I don't want to bore any of you with detail that you already know and I don't know that I'm ready to tell anything in detail to people who don't know it (6 years may be a long time, but many things need more than 6 years to heal). Suffice to say our celebrations were cut short with heart breaking circumstances. He started to fit. Just one here and there to begin with, but they increased in frequency and duration rapidly. Status seizures could only be controlled by putting him under general anaesthetic and he was blue lighted up to London to ICU. 2 MRI scans a few days later showed some brain damage and all the consultant could tell us were that although it looked like he'd definitely pull through, chances were he might not walk or talk. My baby couldn't smile, couldn't suck, couldn't chew and couldn't sit up on his own. In short, he was more helpless than a newborn.

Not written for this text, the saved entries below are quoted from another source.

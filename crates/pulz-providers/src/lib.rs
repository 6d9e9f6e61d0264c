//! Thin HTTP client for the optional LLM classification backend. Grounded on
//! `_ollama_classify` in `original_source/openwebui-patch/pulz_backend.py`: a
//! single non-streaming `/api/generate` call against an Ollama-compatible
//! endpoint, hard 20s timeout, failures treated as "no refinement available"
//! rather than propagated.

use std::time::Duration;

use serde::{Deserialize, Serialize};
use thiserror::Error;

const CLASSIFY_TIMEOUT: Duration = Duration::from_secs(20);

#[derive(Debug, Error)]
pub enum ProviderError {
    #[error("http error: {0}")]
    Http(#[from] reqwest::Error),
    #[error("timed out")]
    Timeout,
}

#[derive(Debug, Clone, Serialize)]
struct GenerateRequest<'a> {
    model: &'a str,
    prompt: &'a str,
    stream: bool,
}

#[derive(Debug, Clone, Deserialize)]
pub struct GenerateResponse {
    #[serde(default)]
    pub response: String,
    #[serde(default)]
    pub prompt_eval_count: Option<u64>,
    #[serde(default)]
    pub eval_count: Option<u64>,
}

/// A configured handle onto one Ollama-compatible `/api/generate` endpoint.
#[derive(Clone)]
pub struct OllamaClient {
    client: reqwest::Client,
    url: String,
    model: String,
}

impl OllamaClient {
    pub fn new(url: impl Into<String>, model: impl Into<String>) -> Self {
        Self {
            client: reqwest::Client::new(),
            url: url.into(),
            model: model.into(),
        }
    }

    /// Issues one non-streaming generate call. Callers treat any `Err` as a
    /// silent, non-fatal refinement failure (`spec` §4.3 step 7) — this
    /// method never retries.
    pub async fn generate(&self, prompt: &str) -> Result<GenerateResponse, ProviderError> {
        let request = GenerateRequest {
            model: &self.model,
            prompt,
            stream: false,
        };
        let response = tokio::time::timeout(
            CLASSIFY_TIMEOUT,
            self.client.post(&self.url).json(&request).send(),
        )
        .await
        .map_err(|_| ProviderError::Timeout)??;
        let body = tokio::time::timeout(CLASSIFY_TIMEOUT, response.json::<GenerateResponse>())
            .await
            .map_err(|_| ProviderError::Timeout)??;
        Ok(body)
    }
}

#[cfg(test)]
mod tests {
    use super::*;

    #[test]
    fn client_carries_model_and_url() {
        let client = OllamaClient::new("http://localhost:11434/api/generate", "llama3.1");
        assert_eq!(client.url, "http://localhost:11434/api/generate");
        assert_eq!(client.model, "llama3.1");
    }
}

But we worked. How we worked!! It was easy for any of us, but we kept on working. We fought for therapies, we fought for support, we fought for services. We got most of what we fought for and we got a very lovely paediatrician who kept us feeling optimistic, but realistic. She warned us that although he was recovering well, the likelihood of learning difficulties was fairly high and chances were we'd see behavioural issues by the time he was 6.
Today that little boy will take the leading role in his school play. Today that little boy will continue with the extension work offered to gifted and talented pupils at his school. Today that little boy will run and play and laugh. He'll talk and read and write. He'll show his gentleness and kindness to his sister and his unconditional love for us all. Today he'll mostly do the right thing and behave in the way that is expected of all well behaved 6 year old boys!!
He's not totally without difficulties. He still struggles a little with the oral motor difficulties that seemed to be the biggest side effect of his seizures. He was recently diagnosed with an auditory processing disorder that means he needs to work a lot harder than most of us to hear what goes on in class or anywhere noisy. But he never complains about it and never worries that he might be different. He just works harder to make up for it.
Of course, as in any situation like this there are people to whom I'll forever owe my gratitude. Ann was always on the end of the phone, offering advice and support from a medical point of view, and going way above and beyond the call of duty of a friendship. Doris was nothing short of amazing (and will forever be my hero) in her support and help to get Tyran back to breastfeeding after 6 weeks of it seeming an insurmountable task. Our friends and family offered prayers and support and positivity when there seemed nothing positive left. Most of all, he was given boundless love.
And how we love him. He is an amazing little boy and we're so proud of who he is and all that he has accomplished.